> [INSTRUCTIONS TO FOLLOW]: Copy exactly the lines from the first line of the records below through the line containing "impl ProcessingUnit for", including both, and nothing else.

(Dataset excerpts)
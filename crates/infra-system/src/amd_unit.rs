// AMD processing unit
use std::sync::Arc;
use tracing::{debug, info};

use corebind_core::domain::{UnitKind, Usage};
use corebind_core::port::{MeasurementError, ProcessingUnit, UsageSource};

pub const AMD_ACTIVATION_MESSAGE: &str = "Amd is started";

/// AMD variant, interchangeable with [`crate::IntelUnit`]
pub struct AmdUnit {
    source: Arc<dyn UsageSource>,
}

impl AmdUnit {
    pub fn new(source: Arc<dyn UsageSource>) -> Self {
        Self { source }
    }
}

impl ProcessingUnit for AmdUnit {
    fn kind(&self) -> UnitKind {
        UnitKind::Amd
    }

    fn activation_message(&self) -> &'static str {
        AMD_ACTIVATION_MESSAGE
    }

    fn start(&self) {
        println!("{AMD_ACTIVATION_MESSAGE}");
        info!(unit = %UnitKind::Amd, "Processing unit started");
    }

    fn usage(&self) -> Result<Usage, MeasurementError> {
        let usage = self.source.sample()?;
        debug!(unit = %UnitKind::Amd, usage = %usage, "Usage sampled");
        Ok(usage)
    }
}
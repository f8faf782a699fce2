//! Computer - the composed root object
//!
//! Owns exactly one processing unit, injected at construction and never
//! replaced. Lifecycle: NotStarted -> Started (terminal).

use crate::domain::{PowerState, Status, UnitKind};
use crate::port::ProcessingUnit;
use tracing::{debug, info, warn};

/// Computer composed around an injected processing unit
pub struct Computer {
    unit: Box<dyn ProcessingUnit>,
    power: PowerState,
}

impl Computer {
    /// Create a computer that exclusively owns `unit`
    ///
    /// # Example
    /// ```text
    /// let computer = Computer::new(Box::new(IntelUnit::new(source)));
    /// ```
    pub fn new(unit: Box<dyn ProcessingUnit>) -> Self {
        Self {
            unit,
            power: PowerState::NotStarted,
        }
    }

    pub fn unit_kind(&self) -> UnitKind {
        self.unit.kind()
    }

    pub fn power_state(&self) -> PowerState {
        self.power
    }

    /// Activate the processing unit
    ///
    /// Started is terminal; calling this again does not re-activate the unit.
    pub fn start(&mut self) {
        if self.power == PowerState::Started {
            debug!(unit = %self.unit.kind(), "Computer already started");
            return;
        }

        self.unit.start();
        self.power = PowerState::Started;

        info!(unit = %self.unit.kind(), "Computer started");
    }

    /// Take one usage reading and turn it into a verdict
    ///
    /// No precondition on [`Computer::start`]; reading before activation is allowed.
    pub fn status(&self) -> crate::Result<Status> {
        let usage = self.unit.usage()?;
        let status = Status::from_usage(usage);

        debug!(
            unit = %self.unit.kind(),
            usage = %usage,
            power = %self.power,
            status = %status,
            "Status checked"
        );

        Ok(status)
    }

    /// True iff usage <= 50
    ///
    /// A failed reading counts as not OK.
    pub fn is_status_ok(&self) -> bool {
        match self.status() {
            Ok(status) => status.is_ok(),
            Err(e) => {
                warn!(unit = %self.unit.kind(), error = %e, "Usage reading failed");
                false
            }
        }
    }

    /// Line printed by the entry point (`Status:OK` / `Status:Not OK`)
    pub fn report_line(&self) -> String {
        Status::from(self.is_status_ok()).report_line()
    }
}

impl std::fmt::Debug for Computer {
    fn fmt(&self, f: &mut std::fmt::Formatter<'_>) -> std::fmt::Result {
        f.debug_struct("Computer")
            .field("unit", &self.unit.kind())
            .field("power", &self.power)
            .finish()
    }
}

> [TASK OUTPUT]:
filename crates/infra-system/src/amd_unit.rs
// AMD processing unit
use std::sync::Arc;
use tracing::{debug, info};

use corebind_core::domain::{UnitKind, Usage};
use corebind_core::port::{MeasurementError, ProcessingUnit, UsageSource};

pub const AMD_ACTIVATION_MESSAGE: &str = "Amd is started";

/// AMD variant, interchangeable with [`crate::IntelUnit`]
pub struct AmdUnit {
    source: Arc<dyn UsageSource>,
}

impl AmdUnit {
    pub fn new(source: Arc<dyn UsageSource>) -> Self {
        Self { source }
    }
}

impl ProcessingUnit for AmdUnit {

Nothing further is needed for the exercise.